**Task prompt:** Report the lines of the data below that contain the string "hint".

-- Given records follows --

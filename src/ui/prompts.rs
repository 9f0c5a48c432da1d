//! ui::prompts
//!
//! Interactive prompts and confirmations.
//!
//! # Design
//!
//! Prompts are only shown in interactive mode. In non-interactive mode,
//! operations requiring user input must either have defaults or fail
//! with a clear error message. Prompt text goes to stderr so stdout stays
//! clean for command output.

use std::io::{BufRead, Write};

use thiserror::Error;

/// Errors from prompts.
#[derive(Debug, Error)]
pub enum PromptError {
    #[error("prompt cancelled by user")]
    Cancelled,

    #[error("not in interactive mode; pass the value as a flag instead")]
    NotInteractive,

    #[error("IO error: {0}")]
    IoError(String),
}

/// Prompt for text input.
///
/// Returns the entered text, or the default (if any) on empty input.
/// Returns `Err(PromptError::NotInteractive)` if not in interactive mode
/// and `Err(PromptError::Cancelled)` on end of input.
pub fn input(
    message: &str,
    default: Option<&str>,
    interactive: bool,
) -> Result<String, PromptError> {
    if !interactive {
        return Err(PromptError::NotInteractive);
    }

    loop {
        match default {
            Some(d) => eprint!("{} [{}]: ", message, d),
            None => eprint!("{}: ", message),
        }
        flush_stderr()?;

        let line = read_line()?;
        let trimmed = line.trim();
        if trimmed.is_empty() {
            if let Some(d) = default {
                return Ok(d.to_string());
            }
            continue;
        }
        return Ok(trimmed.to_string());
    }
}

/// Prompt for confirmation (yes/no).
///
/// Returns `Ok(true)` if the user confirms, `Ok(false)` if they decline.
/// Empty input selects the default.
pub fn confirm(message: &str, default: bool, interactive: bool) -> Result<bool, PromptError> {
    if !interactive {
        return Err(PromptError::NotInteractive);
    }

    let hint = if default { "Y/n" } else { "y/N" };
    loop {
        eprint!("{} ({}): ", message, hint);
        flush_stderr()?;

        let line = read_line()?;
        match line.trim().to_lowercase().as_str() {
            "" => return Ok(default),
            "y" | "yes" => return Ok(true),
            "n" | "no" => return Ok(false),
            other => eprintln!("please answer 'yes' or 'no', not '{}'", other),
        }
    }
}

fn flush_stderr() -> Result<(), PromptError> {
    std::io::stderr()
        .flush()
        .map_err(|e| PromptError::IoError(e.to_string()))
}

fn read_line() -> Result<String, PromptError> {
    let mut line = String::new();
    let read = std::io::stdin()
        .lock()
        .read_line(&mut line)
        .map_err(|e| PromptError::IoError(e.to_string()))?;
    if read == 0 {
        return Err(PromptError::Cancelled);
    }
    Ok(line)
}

-- Given records concluded --
-- Given records follows --

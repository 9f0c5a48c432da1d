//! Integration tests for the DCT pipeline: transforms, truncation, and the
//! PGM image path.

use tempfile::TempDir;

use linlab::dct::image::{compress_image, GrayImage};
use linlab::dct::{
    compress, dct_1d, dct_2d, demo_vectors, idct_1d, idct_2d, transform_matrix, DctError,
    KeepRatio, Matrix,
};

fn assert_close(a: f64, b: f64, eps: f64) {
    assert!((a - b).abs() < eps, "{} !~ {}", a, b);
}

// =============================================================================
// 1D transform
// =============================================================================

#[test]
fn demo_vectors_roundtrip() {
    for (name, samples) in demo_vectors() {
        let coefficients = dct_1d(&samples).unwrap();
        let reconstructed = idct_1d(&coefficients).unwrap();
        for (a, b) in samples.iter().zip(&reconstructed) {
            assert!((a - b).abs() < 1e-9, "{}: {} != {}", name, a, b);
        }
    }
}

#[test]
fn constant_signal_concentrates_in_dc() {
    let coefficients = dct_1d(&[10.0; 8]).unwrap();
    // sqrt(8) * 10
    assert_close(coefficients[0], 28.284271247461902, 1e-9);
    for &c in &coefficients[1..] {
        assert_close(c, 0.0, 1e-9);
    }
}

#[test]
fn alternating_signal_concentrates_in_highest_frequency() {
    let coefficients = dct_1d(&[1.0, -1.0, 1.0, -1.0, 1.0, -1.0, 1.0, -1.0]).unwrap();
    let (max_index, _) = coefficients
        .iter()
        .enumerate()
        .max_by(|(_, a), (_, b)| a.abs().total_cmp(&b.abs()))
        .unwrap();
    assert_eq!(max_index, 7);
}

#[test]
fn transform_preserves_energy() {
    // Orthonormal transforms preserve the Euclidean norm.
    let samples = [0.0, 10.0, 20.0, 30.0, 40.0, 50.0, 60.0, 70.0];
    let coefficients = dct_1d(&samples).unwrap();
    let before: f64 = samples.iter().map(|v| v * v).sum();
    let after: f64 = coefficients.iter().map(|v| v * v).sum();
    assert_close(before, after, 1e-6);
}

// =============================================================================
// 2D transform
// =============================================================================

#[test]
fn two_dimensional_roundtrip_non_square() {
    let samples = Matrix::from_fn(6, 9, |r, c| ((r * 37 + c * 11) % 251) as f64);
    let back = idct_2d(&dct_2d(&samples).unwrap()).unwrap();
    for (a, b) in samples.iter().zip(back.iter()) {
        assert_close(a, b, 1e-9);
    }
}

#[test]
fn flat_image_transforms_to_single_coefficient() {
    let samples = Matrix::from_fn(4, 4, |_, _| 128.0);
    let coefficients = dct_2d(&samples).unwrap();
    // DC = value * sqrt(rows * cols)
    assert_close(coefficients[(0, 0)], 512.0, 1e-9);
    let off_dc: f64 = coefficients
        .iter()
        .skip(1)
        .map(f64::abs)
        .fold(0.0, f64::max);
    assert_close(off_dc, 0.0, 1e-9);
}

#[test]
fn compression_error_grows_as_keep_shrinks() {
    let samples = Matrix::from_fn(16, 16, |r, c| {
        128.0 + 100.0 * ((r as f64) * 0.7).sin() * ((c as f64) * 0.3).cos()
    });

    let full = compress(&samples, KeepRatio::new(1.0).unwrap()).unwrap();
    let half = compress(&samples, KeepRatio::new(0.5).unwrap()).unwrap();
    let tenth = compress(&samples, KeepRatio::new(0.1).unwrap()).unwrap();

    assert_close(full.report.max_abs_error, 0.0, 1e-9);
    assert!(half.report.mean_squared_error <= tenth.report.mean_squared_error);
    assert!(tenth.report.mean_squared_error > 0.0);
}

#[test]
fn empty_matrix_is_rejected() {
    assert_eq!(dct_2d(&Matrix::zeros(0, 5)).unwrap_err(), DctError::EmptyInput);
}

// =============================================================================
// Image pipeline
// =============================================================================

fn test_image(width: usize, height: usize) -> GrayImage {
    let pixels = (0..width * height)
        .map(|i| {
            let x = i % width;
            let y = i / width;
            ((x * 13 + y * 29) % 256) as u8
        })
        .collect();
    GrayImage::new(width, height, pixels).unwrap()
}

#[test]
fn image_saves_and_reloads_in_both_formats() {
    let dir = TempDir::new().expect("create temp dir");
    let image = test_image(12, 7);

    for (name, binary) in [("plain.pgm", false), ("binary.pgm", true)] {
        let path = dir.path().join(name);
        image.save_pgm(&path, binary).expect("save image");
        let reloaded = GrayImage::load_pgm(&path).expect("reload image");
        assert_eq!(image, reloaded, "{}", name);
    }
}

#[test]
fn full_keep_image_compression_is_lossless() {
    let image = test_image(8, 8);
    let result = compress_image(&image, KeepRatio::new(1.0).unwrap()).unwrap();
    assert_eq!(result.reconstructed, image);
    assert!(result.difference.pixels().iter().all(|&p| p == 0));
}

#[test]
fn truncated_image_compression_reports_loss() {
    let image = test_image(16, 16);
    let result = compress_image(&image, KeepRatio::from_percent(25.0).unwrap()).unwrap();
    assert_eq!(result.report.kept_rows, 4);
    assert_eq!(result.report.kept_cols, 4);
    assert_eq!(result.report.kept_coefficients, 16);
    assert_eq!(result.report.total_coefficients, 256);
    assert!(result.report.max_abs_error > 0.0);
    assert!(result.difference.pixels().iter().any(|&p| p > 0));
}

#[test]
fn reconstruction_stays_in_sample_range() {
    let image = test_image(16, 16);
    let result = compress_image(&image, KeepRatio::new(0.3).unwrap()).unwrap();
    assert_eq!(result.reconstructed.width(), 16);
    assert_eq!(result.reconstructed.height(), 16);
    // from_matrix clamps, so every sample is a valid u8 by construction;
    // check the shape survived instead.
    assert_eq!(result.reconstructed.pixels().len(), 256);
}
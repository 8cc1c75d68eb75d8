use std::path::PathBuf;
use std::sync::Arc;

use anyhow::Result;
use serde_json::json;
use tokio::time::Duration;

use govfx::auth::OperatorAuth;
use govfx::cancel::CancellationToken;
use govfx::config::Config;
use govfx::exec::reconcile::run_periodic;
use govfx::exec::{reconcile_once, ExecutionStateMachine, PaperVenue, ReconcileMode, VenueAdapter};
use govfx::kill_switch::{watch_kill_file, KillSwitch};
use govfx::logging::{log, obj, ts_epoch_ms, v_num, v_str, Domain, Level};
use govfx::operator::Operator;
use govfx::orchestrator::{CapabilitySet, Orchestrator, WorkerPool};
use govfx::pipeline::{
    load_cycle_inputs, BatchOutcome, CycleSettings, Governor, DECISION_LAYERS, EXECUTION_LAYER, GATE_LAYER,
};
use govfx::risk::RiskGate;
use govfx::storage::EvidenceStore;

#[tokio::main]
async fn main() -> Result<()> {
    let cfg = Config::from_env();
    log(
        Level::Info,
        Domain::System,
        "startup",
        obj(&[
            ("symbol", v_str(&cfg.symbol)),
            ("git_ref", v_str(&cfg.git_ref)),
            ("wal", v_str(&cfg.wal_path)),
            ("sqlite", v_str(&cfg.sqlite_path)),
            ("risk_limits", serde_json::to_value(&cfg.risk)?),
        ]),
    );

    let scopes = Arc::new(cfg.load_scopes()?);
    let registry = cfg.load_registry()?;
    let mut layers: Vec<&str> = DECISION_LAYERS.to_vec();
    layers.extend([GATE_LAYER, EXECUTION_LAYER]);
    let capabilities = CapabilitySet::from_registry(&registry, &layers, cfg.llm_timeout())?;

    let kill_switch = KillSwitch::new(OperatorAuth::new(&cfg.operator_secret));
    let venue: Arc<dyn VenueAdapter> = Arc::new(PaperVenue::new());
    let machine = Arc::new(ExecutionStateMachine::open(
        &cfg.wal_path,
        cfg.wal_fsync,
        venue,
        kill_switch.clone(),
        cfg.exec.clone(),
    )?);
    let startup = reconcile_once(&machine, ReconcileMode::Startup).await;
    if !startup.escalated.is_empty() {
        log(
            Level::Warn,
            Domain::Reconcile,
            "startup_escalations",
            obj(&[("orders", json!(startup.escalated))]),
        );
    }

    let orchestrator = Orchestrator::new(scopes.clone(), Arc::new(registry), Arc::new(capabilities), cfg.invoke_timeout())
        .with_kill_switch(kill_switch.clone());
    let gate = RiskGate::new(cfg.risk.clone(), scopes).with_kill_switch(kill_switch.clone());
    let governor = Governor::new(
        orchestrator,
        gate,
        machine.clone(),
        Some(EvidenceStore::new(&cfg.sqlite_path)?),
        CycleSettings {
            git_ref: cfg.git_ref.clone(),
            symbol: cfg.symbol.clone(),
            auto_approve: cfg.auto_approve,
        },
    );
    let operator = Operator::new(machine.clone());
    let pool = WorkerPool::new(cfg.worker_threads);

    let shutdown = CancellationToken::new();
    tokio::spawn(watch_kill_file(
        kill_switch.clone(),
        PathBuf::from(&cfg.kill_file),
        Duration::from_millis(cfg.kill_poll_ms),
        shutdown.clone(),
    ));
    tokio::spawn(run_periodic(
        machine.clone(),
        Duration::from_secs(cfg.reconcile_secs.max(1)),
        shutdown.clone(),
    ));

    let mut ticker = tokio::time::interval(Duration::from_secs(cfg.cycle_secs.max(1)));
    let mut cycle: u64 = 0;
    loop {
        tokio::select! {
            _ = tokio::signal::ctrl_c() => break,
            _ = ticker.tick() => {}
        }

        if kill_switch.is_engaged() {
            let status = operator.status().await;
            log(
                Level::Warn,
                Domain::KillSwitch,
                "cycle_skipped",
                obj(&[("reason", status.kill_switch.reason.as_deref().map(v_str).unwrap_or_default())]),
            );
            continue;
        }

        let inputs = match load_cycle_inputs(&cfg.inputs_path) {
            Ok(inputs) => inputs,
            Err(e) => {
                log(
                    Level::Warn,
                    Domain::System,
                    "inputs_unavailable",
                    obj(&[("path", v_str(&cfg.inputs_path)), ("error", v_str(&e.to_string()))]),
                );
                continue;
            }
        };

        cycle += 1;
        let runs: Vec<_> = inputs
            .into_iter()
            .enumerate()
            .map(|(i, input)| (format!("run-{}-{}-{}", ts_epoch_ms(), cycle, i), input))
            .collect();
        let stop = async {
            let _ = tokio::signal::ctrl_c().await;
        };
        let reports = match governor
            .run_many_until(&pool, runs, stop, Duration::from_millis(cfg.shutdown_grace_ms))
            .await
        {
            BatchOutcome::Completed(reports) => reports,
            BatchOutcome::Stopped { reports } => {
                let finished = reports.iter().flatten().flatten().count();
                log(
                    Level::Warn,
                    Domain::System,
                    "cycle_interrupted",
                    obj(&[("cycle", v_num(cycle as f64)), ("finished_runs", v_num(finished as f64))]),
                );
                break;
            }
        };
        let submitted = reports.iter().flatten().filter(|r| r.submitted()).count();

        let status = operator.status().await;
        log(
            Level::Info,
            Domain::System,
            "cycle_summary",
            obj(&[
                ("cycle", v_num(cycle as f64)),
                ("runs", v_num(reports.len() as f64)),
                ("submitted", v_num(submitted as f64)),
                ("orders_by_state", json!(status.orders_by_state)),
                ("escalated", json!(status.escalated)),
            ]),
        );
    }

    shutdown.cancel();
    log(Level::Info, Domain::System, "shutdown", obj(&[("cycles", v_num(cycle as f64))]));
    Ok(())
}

-- Given records concluded --
-- Given records follows --

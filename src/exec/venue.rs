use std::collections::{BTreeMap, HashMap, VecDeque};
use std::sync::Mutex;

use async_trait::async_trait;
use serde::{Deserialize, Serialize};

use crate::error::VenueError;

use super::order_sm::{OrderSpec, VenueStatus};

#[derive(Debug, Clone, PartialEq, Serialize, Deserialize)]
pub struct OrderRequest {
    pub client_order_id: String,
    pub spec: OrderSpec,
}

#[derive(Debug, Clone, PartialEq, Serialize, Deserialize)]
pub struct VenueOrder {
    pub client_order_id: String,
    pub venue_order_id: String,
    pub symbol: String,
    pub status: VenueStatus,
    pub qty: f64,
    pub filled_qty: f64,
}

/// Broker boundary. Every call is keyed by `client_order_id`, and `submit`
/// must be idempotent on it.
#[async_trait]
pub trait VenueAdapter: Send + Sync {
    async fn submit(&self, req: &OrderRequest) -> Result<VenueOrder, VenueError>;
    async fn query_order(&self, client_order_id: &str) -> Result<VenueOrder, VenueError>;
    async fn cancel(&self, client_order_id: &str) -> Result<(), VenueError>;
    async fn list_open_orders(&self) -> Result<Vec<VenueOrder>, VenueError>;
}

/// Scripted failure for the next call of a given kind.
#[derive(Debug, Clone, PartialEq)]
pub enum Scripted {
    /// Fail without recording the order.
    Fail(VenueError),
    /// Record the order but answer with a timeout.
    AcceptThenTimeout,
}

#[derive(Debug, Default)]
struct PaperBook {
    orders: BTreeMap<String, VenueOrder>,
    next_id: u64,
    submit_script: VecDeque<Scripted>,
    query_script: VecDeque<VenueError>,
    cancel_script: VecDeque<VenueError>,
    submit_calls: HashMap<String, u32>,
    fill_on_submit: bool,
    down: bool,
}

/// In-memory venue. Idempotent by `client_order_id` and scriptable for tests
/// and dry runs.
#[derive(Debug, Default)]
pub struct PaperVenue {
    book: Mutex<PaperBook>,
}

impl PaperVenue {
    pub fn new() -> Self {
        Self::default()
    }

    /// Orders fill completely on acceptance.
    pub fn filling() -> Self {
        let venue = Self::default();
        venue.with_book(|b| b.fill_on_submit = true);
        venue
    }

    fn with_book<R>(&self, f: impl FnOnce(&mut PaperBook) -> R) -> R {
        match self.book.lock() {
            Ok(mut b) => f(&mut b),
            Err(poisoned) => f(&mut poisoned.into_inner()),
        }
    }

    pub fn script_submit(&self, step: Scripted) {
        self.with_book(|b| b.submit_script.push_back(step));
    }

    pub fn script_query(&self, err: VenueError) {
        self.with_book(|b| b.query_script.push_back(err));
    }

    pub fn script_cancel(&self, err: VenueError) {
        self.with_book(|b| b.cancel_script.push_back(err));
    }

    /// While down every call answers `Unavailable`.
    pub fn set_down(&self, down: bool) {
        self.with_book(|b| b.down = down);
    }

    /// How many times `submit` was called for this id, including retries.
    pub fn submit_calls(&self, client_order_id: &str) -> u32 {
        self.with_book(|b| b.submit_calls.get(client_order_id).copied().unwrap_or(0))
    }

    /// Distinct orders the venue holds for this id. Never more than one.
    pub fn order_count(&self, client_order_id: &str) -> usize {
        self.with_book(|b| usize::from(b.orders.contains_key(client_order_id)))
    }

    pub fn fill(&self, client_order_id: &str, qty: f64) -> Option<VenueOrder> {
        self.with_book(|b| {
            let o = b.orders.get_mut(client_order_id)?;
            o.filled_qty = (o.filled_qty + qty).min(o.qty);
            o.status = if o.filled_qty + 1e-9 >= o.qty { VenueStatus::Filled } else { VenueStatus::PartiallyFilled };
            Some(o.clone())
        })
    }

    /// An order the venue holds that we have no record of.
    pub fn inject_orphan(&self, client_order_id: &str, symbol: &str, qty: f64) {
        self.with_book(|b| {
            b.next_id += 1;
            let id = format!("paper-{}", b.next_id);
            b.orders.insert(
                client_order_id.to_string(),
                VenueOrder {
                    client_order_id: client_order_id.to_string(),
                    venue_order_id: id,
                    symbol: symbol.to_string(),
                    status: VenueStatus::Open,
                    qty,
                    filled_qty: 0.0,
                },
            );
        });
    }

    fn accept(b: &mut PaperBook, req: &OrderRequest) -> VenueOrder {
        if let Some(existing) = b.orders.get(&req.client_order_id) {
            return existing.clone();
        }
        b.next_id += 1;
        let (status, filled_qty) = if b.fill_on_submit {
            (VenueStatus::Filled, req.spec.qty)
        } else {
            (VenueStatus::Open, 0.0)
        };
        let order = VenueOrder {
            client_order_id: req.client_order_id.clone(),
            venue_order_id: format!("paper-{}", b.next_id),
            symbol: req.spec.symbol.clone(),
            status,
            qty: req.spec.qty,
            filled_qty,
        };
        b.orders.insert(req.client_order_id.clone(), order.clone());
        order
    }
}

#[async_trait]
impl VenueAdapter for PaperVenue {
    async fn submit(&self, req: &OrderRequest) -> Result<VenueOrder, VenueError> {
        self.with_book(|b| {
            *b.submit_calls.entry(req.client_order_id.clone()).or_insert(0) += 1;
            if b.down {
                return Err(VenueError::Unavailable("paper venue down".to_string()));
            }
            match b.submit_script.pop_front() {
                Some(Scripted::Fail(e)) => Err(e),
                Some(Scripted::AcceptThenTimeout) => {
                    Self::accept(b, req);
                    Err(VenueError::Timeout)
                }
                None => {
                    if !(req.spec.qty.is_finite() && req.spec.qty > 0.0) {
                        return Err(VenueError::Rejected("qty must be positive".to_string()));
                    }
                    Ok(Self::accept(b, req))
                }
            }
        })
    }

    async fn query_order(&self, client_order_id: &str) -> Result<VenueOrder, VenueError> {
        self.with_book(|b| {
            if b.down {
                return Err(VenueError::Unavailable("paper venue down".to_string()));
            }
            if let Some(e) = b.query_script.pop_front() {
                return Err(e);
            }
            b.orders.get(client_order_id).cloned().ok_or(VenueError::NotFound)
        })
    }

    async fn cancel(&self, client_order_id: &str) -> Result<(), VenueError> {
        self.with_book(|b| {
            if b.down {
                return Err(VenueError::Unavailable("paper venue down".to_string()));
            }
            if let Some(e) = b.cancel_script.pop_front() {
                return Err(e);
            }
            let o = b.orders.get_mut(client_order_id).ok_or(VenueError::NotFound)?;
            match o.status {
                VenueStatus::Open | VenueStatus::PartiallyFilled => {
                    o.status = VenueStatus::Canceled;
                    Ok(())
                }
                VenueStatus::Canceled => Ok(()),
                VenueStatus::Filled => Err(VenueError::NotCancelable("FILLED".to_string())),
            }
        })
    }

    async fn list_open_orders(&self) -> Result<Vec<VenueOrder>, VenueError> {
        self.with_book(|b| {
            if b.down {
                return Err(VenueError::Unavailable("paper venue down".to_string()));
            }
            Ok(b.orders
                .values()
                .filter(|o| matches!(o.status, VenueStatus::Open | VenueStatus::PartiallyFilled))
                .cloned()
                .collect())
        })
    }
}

-- Given records concluded --

**Your solution:**
    let hint = if default { "Y/n" } else { "y/N" };
        eprint!("{} ({}): ", message, hint);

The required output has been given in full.